Aim of the exercise:
Note how many lines in the following material mention "PathBuf", then give that number by itself.

Raw data:
-- Opening Marker --
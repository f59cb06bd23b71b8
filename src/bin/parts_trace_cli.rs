use std::{
    fs,
    path::{Path, PathBuf},
    process::ExitCode,
    sync::Arc,
};

use anyhow::{Context, Result};
use clap::{ArgAction, Args, Parser, Subcommand};
use ev_parts_trace::{
    client::{HttpMovementApi, MovementApi},
    common::{LedgerFilter, VinQuery},
    config::{self, AppConfig},
    display::{
        direction_label, format_date, format_quantity, format_timestamp, or_placeholder,
        reason_label, PLACEHOLDER,
    },
    errors::ServiceError,
    models::{PartTraceRecord, Summary, VinTraceReport},
    services::{Aggregator, CenterDirectory, LedgerPage, LedgerService, TraceabilityService},
};
use serde::Serialize;
use serde_json::Value;
use tracing::debug;

#[tokio::main]
async fn main() -> ExitCode {
    let cli = Cli::parse();
    match run(cli).await {
        Ok(()) => ExitCode::SUCCESS,
        Err(err) => {
            debug!("{:?}", err);
            eprintln!("error: {}", error_message(&err));
            ExitCode::FAILURE
        }
    }
}

async fn run(cli: Cli) -> Result<()> {
    let context = CliContext::initialize()?;

    match cli.command {
        Commands::Ledger(args) => handle_ledger_command(&context, args, cli.json).await?,
        Commands::Vin(args) => handle_vin_command(&context, args, cli.json).await?,
    }

    Ok(())
}

/// Operator-facing message. Service errors show their user message; defects
/// and everything else show the full context chain.
fn error_message(err: &anyhow::Error) -> String {
    match err.downcast_ref::<ServiceError>() {
        Some(service) if !service.is_programmer_error() => {
            format!("{}: {}", err, service.user_message())
        }
        _ => format!("{:#}", err),
    }
}

#[derive(Parser)]
#[command(
    name = "parts-trace",
    about = "Inventory movement ledger and VIN traceability for EV parts",
    version
)]
struct Cli {
    #[arg(
        long,
        global = true,
        action = ArgAction::SetTrue,
        help = "Render command output as pretty JSON"
    )]
    json: bool,
    #[command(subcommand)]
    command: Commands,
}

#[derive(Subcommand)]
enum Commands {
    /// Load one page of the movement ledger with its summary
    Ledger(LedgerArgs),
    /// Trace every part movement recorded against a VIN
    Vin(VinArgs),
}

#[derive(Args)]
struct SourceArgs {
    #[arg(long, help = "Read the endpoint response from a JSON file instead of the backend")]
    input: Option<PathBuf>,
    #[arg(long, help = "Read the service center list from a JSON file")]
    centers: Option<PathBuf>,
}

#[derive(Args)]
struct LedgerArgs {
    #[command(flatten)]
    source: SourceArgs,
    #[arg(long, help = "Only movements at this service center id")]
    center: Option<String>,
    #[arg(long, help = "IN or OUT")]
    direction: Option<String>,
    #[arg(long, help = "Movement reason code, e.g. SERVICE_USE")]
    reason: Option<String>,
    #[arg(long, help = "First day to include (YYYY-MM-DD)")]
    from: Option<String>,
    #[arg(long, help = "Last day to include (YYYY-MM-DD)")]
    to: Option<String>,
    #[arg(long, default_value_t = 0, help = "Zero-based page index")]
    page: u64,
    #[arg(long, help = "Page size; defaults to the configured page size")]
    size: Option<u32>,
}

#[derive(Args)]
struct VinArgs {
    #[arg(help = "17-character vehicle identification number")]
    vin: String,
    #[command(flatten)]
    source: SourceArgs,
}

struct CliContext {
    config: AppConfig,
    api: HttpMovementApi,
}

impl CliContext {
    fn initialize() -> Result<Self> {
        let config = config::load_config().context("failed to load application config")?;
        config::init_tracing(&config.log_level, config.log_json);

        let api = HttpMovementApi::new(&config).context("failed to build movement API client")?;
        Ok(Self { config, api })
    }

    /// Centers from a file when given, otherwise from the backend when it is
    /// needed to label rows. A failed lookup only costs the names.
    async fn center_directory(&self, source: &SourceArgs) -> Result<CenterDirectory> {
        if let Some(path) = &source.centers {
            return Ok(CenterDirectory::from_body(&read_json(path)?));
        }
        if source.input.is_some() {
            return Ok(CenterDirectory::new());
        }
        match self.api.list_centers().await {
            Ok(body) => Ok(CenterDirectory::from_body(&body)),
            Err(err) => {
                debug!("Center list unavailable: {}", err);
                Ok(CenterDirectory::new())
            }
        }
    }
}

async fn handle_ledger_command(context: &CliContext, args: LedgerArgs, json: bool) -> Result<()> {
    let filter = LedgerFilter {
        center_id: args.center,
        direction: args.direction,
        reason: args.reason,
        from_date: args.from,
        to_date: args.to,
        page: args.page,
        size: args.size.unwrap_or(context.config.default_page_size),
    };

    let body = match &args.source.input {
        Some(path) => read_json(path)?,
        None => context
            .api
            .search_movements(&filter)
            .await
            .context("failed to search inventory movements")?,
    };

    let centers = Arc::new(context.center_directory(&args.source).await?);
    let service = LedgerService::new(Aggregator::new(
        centers.clone(),
        context.config.unknown_center_label.clone(),
    ));
    let page = service
        .load_page(&body, &filter)
        .context("failed to load ledger page")?;

    if json {
        print_json(&page)?;
    } else {
        render_ledger(&page, &centers, &context.config.placeholder);
    }
    Ok(())
}

async fn handle_vin_command(context: &CliContext, args: VinArgs, json: bool) -> Result<()> {
    let query = VinQuery::new(&args.vin);
    let vin = query.canonical().context("invalid VIN")?.to_string();

    let body = match &args.source.input {
        Some(path) => read_json(path)?,
        None => context
            .api
            .trace_vin(&vin)
            .await
            .with_context(|| format!("failed to trace VIN {}", vin))?,
    };

    let centers = Arc::new(context.center_directory(&args.source).await?);
    let report = TraceabilityService::new(centers)
        .trace(&query, &body)
        .context("failed to build traceability report")?;

    if json {
        print_json(&report)?;
    } else {
        render_report(&report, &context.config.placeholder);
    }
    Ok(())
}

fn read_json(path: &Path) -> Result<Value> {
    let raw = fs::read_to_string(path)
        .with_context(|| format!("failed to read {}", path.display()))?;
    if raw.trim().is_empty() {
        return Ok(Value::Null);
    }
    serde_json::from_str(&raw).with_context(|| format!("failed to parse {} as JSON", path.display()))
}

fn print_json<T: Serialize>(value: &T) -> Result<()> {
    println!("{}", serde_json::to_string_pretty(value)?);
    Ok(())
}

/// Swaps the built-in placeholder for the configured one.
fn cell(text: String, placeholder: &str) -> String {
    if text == PLACEHOLDER {
        placeholder.to_string()
    } else {
        text
    }
}

fn render_ledger(page: &LedgerPage, centers: &CenterDirectory, placeholder: &str) {
    println!(
        "Page {} of {} • {} movements on page • {} total",
        page.page.number + 1,
        page.page.total_pages.max(1),
        page.movements.len(),
        page.page.total_elements
    );

    for movement in &page.movements {
        println!(
            "- {} • {} • {} • {} • {} {} • qty {}",
            movement.id,
            cell(format_timestamp(movement.moved_at), placeholder),
            cell(direction_label(movement.direction.as_ref()), placeholder),
            cell(reason_label(movement.reason.as_ref()), placeholder),
            cell(
                or_placeholder(centers.label_for(movement).as_deref()).to_string(),
                placeholder
            ),
            cell(
                or_placeholder(movement.part_no.as_deref().or(movement.part_id.as_deref()))
                    .to_string(),
                placeholder
            ),
            cell(format_quantity(movement.total_quantity), placeholder),
        );
    }

    render_summary(&page.summary);
}

fn render_summary(summary: &Summary) {
    println!("Summary:");
    for (direction, count) in &summary.by_direction {
        println!("  {}: {}", direction_label(Some(direction)), count);
    }
    for (reason, count) in &summary.by_reason {
        println!("  {}: {}", reason_label(Some(reason)), count);
    }
    for (center, tally) in &summary.by_center {
        println!(
            "  {} • {} movements • {} in • {} out",
            center, tally.total, tally.inbound, tally.outbound
        );
    }
}

fn render_report(report: &VinTraceReport, placeholder: &str) {
    if report.is_empty() {
        println!("No part movements recorded for VIN {}", report.vin);
        return;
    }

    println!(
        "VIN {} • {} parts • {} movements ({} without part identity)",
        report.vin,
        report.parts.len(),
        report.movement_count,
        report.unattributed_count
    );
    for part in &report.parts {
        render_part(part, placeholder);
    }
}

fn render_part(part: &PartTraceRecord, placeholder: &str) {
    println!(
        "- {} {} • serial {} • batch {} • produced {}",
        cell(or_placeholder(part.part_no.as_deref()).to_string(), placeholder),
        cell(or_placeholder(part.part_name.as_deref()).to_string(), placeholder),
        cell(or_placeholder(part.serial_no.as_deref()).to_string(), placeholder),
        cell(or_placeholder(part.batch_no.as_deref()).to_string(), placeholder),
        cell(format_date(part.production_date), placeholder),
    );
    for movement in &part.movements {
        println!(
            "    {} • {} • {} • {} • qty {} • {}",
            cell(format_timestamp(movement.date), placeholder),
            cell(direction_label(movement.direction.as_ref()), placeholder),
            cell(reason_label(movement.reason.as_ref()), placeholder),
            cell(or_placeholder(movement.center_name.as_deref()).to_string(), placeholder),
            cell(format_quantity(movement.quantity), placeholder),
            cell(
                or_placeholder(
                    movement
                        .note
                        .as_deref()
                        .or(movement.appointment_note.as_deref())
                )
                .to_string(),
                placeholder
            ),
        );
    }
}
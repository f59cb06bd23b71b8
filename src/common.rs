/// Query parameter types shared by the ledger and traceability services
use chrono::{DateTime, NaiveDate, Utc};
use once_cell::sync::Lazy;
use regex::Regex;
use serde::{Deserialize, Serialize};
use validator::{Validate, ValidationError};

use crate::errors::ServiceError;
use crate::models::{Direction, Movement, Reason};

pub const DEFAULT_PAGE_SIZE: u32 = 20;
pub const MAX_PAGE_SIZE: u32 = 500;

static VIN_PATTERN: Lazy<Regex> =
    Lazy::new(|| Regex::new(r"^[A-HJ-NPR-Z0-9]{17}$").expect("valid VIN pattern"));

/// Inclusive calendar-day range; either bound may be open.
#[derive(Debug, Clone, Copy, Default, PartialEq, Eq)]
pub struct DateRange {
    pub start: Option<NaiveDate>,
    pub end: Option<NaiveDate>,
}

impl DateRange {
    /// Parses `YYYY-MM-DD` bounds and rejects an end before the start.
    pub fn parse(start: Option<&str>, end: Option<&str>) -> Result<Self, ServiceError> {
        let start = start.map(|raw| parse_day(raw, "start")).transpose()?;
        let end = end.map(|raw| parse_day(raw, "end")).transpose()?;

        if let (Some(start), Some(end)) = (start, end) {
            if end < start {
                return Err(ServiceError::ValidationError(format!(
                    "End date {} is before start date {}",
                    end, start
                )));
            }
        }

        Ok(Self { start, end })
    }

    pub fn is_open(&self) -> bool {
        self.start.is_none() && self.end.is_none()
    }

    /// An undated movement never falls inside a bounded range.
    pub fn contains(&self, moved_at: Option<DateTime<Utc>>) -> bool {
        if self.is_open() {
            return true;
        }
        let Some(day) = moved_at.map(|ts| ts.date_naive()) else {
            return false;
        };
        self.start.map_or(true, |start| day >= start) && self.end.map_or(true, |end| day <= end)
    }
}

fn parse_day(raw: &str, label: &str) -> Result<NaiveDate, ServiceError> {
    NaiveDate::parse_from_str(raw.trim(), "%Y-%m-%d").map_err(|e| {
        ServiceError::ValidationError(format!("Invalid {} date format: {}", label, e))
    })
}

/// Filters for the movement ledger; passed to the search endpoint as-is and
/// also applicable to an already-loaded page.
#[derive(Debug, Clone, PartialEq, Eq, Serialize, Deserialize, Validate)]
#[serde(rename_all = "camelCase")]
pub struct LedgerFilter {
    #[serde(default)]
    #[validate(length(min = 1, max = 64))]
    pub center_id: Option<String>,

    #[serde(default)]
    #[validate(custom = "validate_direction_filter")]
    pub direction: Option<String>,

    #[serde(default)]
    #[validate(length(min = 1, max = 64))]
    pub reason: Option<String>,

    #[serde(default)]
    #[validate(custom = "validate_iso_date")]
    pub from_date: Option<String>,

    #[serde(default)]
    #[validate(custom = "validate_iso_date")]
    pub to_date: Option<String>,

    /// Zero-based page index.
    #[serde(default)]
    pub page: u64,

    #[serde(default = "default_page_size")]
    #[validate(range(min = 1, max = 500))]
    pub size: u32,
}

impl Default for LedgerFilter {
    fn default() -> Self {
        Self {
            center_id: None,
            direction: None,
            reason: None,
            from_date: None,
            to_date: None,
            page: 0,
            size: DEFAULT_PAGE_SIZE,
        }
    }
}

impl LedgerFilter {
    /// Validates the filter and compiles it into a movement predicate.
    pub fn active(&self) -> Result<ActiveFilter, ServiceError> {
        self.validate()?;
        Ok(ActiveFilter {
            center_id: self.center_id.clone(),
            direction: self.direction.as_deref().and_then(Direction::parse),
            reason: self.reason.as_deref().and_then(Reason::parse),
            range: DateRange::parse(self.from_date.as_deref(), self.to_date.as_deref())?,
        })
    }

    /// Query parameters for the upstream search endpoint.
    pub fn query_params(&self) -> Vec<(String, String)> {
        let mut params = Vec::new();
        if let Some(center_id) = &self.center_id {
            params.push(("centerId".to_string(), center_id.clone()));
        }
        if let Some(direction) = self.direction.as_deref().and_then(Direction::parse) {
            params.push(("direction".to_string(), direction.to_string()));
        }
        if let Some(reason) = self.reason.as_deref().and_then(Reason::parse) {
            params.push(("reason".to_string(), reason.to_string()));
        }
        if let Some(from) = &self.from_date {
            params.push(("fromDate".to_string(), from.trim().to_string()));
        }
        if let Some(to) = &self.to_date {
            params.push(("toDate".to_string(), to.trim().to_string()));
        }
        params.push(("page".to_string(), self.page.to_string()));
        params.push(("size".to_string(), self.size.to_string()));
        params
    }
}

/// A validated ledger filter ready to test movements against.
#[derive(Debug, Clone, Default, PartialEq, Eq)]
pub struct ActiveFilter {
    pub center_id: Option<String>,
    pub direction: Option<Direction>,
    pub reason: Option<Reason>,
    pub range: DateRange,
}

impl ActiveFilter {
    pub fn matches(&self, movement: &Movement) -> bool {
        if let Some(center_id) = &self.center_id {
            if movement.center_id.as_ref() != Some(center_id) {
                return false;
            }
        }
        if self.direction.is_some() && movement.direction != self.direction {
            return false;
        }
        if self.reason.is_some() && movement.reason != self.reason {
            return false;
        }
        self.range.contains(movement.moved_at)
    }
}

/// Vehicle identification number for a traceability query.
#[derive(Debug, Clone, PartialEq, Eq, Serialize, Deserialize, Validate)]
pub struct VinQuery {
    #[validate(custom = "validate_vin")]
    pub vin: String,
}

impl VinQuery {
    /// Trims and uppercases the input; call [`VinQuery::canonical`] to validate.
    pub fn new(vin: impl AsRef<str>) -> Self {
        Self {
            vin: vin.as_ref().trim().to_uppercase(),
        }
    }

    pub fn canonical(&self) -> Result<&str, ServiceError> {
        self.validate()?;
        Ok(&self.vin)
    }
}

fn default_page_size() -> u32 {
    DEFAULT_PAGE_SIZE
}

fn validate_direction_filter(value: &str) -> Result<(), ValidationError> {
    match value.trim().to_ascii_uppercase().as_str() {
        "IN" | "OUT" => Ok(()),
        _ => {
            let mut err = ValidationError::new("direction");
            err.message = Some("Must be one of: IN, OUT".into());
            Err(err)
        }
    }
}

fn validate_iso_date(value: &str) -> Result<(), ValidationError> {
    if NaiveDate::parse_from_str(value.trim(), "%Y-%m-%d").is_ok() {
        Ok(())
    } else {
        let mut err = ValidationError::new("date");
        err.message = Some("Dates must use the YYYY-MM-DD format".into());
        Err(err)
    }
}

fn validate_vin(value: &str) -> Result<(), ValidationError> {
    if VIN_PATTERN.is_match(value) {
        Ok(())
    } else {
        let mut err = ValidationError::new("vin");
        err.message = Some("VIN must be 17 characters from A-H, J-N, P, R-Z and 0-9".into());
        Err(err)
    }
}
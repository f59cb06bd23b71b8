use std::fmt;
use std::str::FromStr;

use chrono::{DateTime, NaiveDate, Utc};
use rust_decimal::Decimal;
use serde::{Serialize, Serializer};
use serde_json::Value;
use strum::EnumString;

/// Whether a movement increases (IN) or decreases (OUT) center inventory.
///
/// Upstream values that are neither label are carried through uppercased in
/// `Other` and never compare equal to `In`/`Out`.
#[derive(Debug, Clone, PartialEq, Eq, PartialOrd, Ord, Hash, EnumString)]
#[strum(serialize_all = "SCREAMING_SNAKE_CASE")]
pub enum Direction {
    In,
    Out,
    #[strum(default)]
    Other(String),
}

impl Direction {
    /// Parses an upstream direction case-insensitively. Blank input yields `None`.
    pub fn parse(raw: &str) -> Option<Self> {
        let upper = raw.trim().to_uppercase();
        if upper.is_empty() {
            return None;
        }
        match Direction::from_str(&upper) {
            Ok(direction) => Some(direction),
            Err(_) => Some(Direction::Other(upper)),
        }
    }

    pub fn as_str(&self) -> &str {
        match self {
            Self::In => "IN",
            Self::Out => "OUT",
            Self::Other(raw) => raw,
        }
    }

    pub fn is_inbound(&self) -> bool {
        matches!(self, Self::In)
    }

    pub fn is_outbound(&self) -> bool {
        matches!(self, Self::Out)
    }
}

impl fmt::Display for Direction {
    fn fmt(&self, f: &mut fmt::Formatter<'_>) -> fmt::Result {
        f.write_str(self.as_str())
    }
}

impl Serialize for Direction {
    fn serialize<S: Serializer>(&self, serializer: S) -> Result<S::Ok, S::Error> {
        serializer.serialize_str(self.as_str())
    }
}

/// Business cause code for a movement.
#[derive(Debug, Clone, PartialEq, Eq, PartialOrd, Ord, Hash, EnumString)]
#[strum(serialize_all = "SCREAMING_SNAKE_CASE")]
pub enum Reason {
    ShipmentIn,
    ShipmentOut,
    ServiceUse,
    Return,
    Adjustment,
    #[strum(default)]
    Other(String),
}

impl Reason {
    /// Parses an upstream reason code case-insensitively. Blank input yields `None`.
    pub fn parse(raw: &str) -> Option<Self> {
        let upper = raw.trim().to_uppercase();
        if upper.is_empty() {
            return None;
        }
        match Reason::from_str(&upper) {
            Ok(reason) => Some(reason),
            Err(_) => Some(Reason::Other(upper)),
        }
    }

    pub fn as_str(&self) -> &str {
        match self {
            Self::ShipmentIn => "SHIPMENT_IN",
            Self::ShipmentOut => "SHIPMENT_OUT",
            Self::ServiceUse => "SERVICE_USE",
            Self::Return => "RETURN",
            Self::Adjustment => "ADJUSTMENT",
            Self::Other(raw) => raw,
        }
    }

    pub fn is_recognized(&self) -> bool {
        !matches!(self, Self::Other(_))
    }
}

impl fmt::Display for Reason {
    fn fmt(&self, f: &mut fmt::Formatter<'_>) -> fmt::Result {
        f.write_str(self.as_str())
    }
}

impl Serialize for Reason {
    fn serialize<S: Serializer>(&self, serializer: S) -> Result<S::Ok, S::Error> {
        serializer.serialize_str(self.as_str())
    }
}

/// Where a movement's `total_quantity` came from.
#[derive(Debug, Clone, Copy, PartialEq, Eq, Serialize)]
#[serde(rename_all = "SCREAMING_SNAKE_CASE")]
pub enum QuantitySource {
    /// Supplied upstream as an explicit total.
    Explicit,
    /// Sum of the movement's lot line item quantities.
    LotSum,
    /// Single top-level `quantity` field.
    TopLevel,
    /// Nothing to derive from.
    Absent,
}

impl QuantitySource {
    pub fn is_derived(self) -> bool {
        matches!(self, Self::LotSum | Self::TopLevel)
    }
}

/// Canonical inventory movement, built once from a raw upstream record.
#[derive(Debug, Clone, PartialEq, Serialize)]
#[serde(rename_all = "camelCase")]
pub struct Movement {
    pub id: String,
    pub direction: Option<Direction>,
    pub reason: Option<Reason>,
    pub center_id: Option<String>,
    pub center_name: Option<String>,
    pub moved_at: Option<DateTime<Utc>>,

    pub part_id: Option<String>,
    pub part_no: Option<String>,
    pub part_name: Option<String>,
    pub serial_no: Option<String>,
    pub batch_no: Option<String>,
    pub mfg_date: Option<NaiveDate>,

    /// Raw lot line items in upstream order; resolved on demand by the lot resolver.
    pub part_lots: Vec<Value>,
    /// Explicit total as supplied upstream.
    pub explicit_total: Option<Decimal>,
    /// Top-level `quantity` as supplied upstream.
    pub quantity: Option<Decimal>,
    pub total_quantity: Option<Decimal>,
    pub quantity_source: QuantitySource,

    pub appointment_id: Option<String>,
    pub appointment_note: Option<String>,
    pub shipment_code: Option<String>,
    pub shipment_status: Option<String>,
    pub vin: Option<String>,
    pub note: Option<String>,
}

impl Movement {
    /// Identity used to bucket movements by physical part: `part_id`, else `part_no`.
    pub fn part_key(&self) -> Option<&str> {
        self.part_id.as_deref().or(self.part_no.as_deref())
    }

    pub fn has_part_identity(&self) -> bool {
        self.part_no.is_some()
            || self.part_name.is_some()
            || self.serial_no.is_some()
            || self.batch_no.is_some()
    }

    pub fn is_attributable_to_center(&self) -> bool {
        self.center_id.is_some() || self.center_name.is_some()
    }
}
-- Closing Marker --
Written solution:
3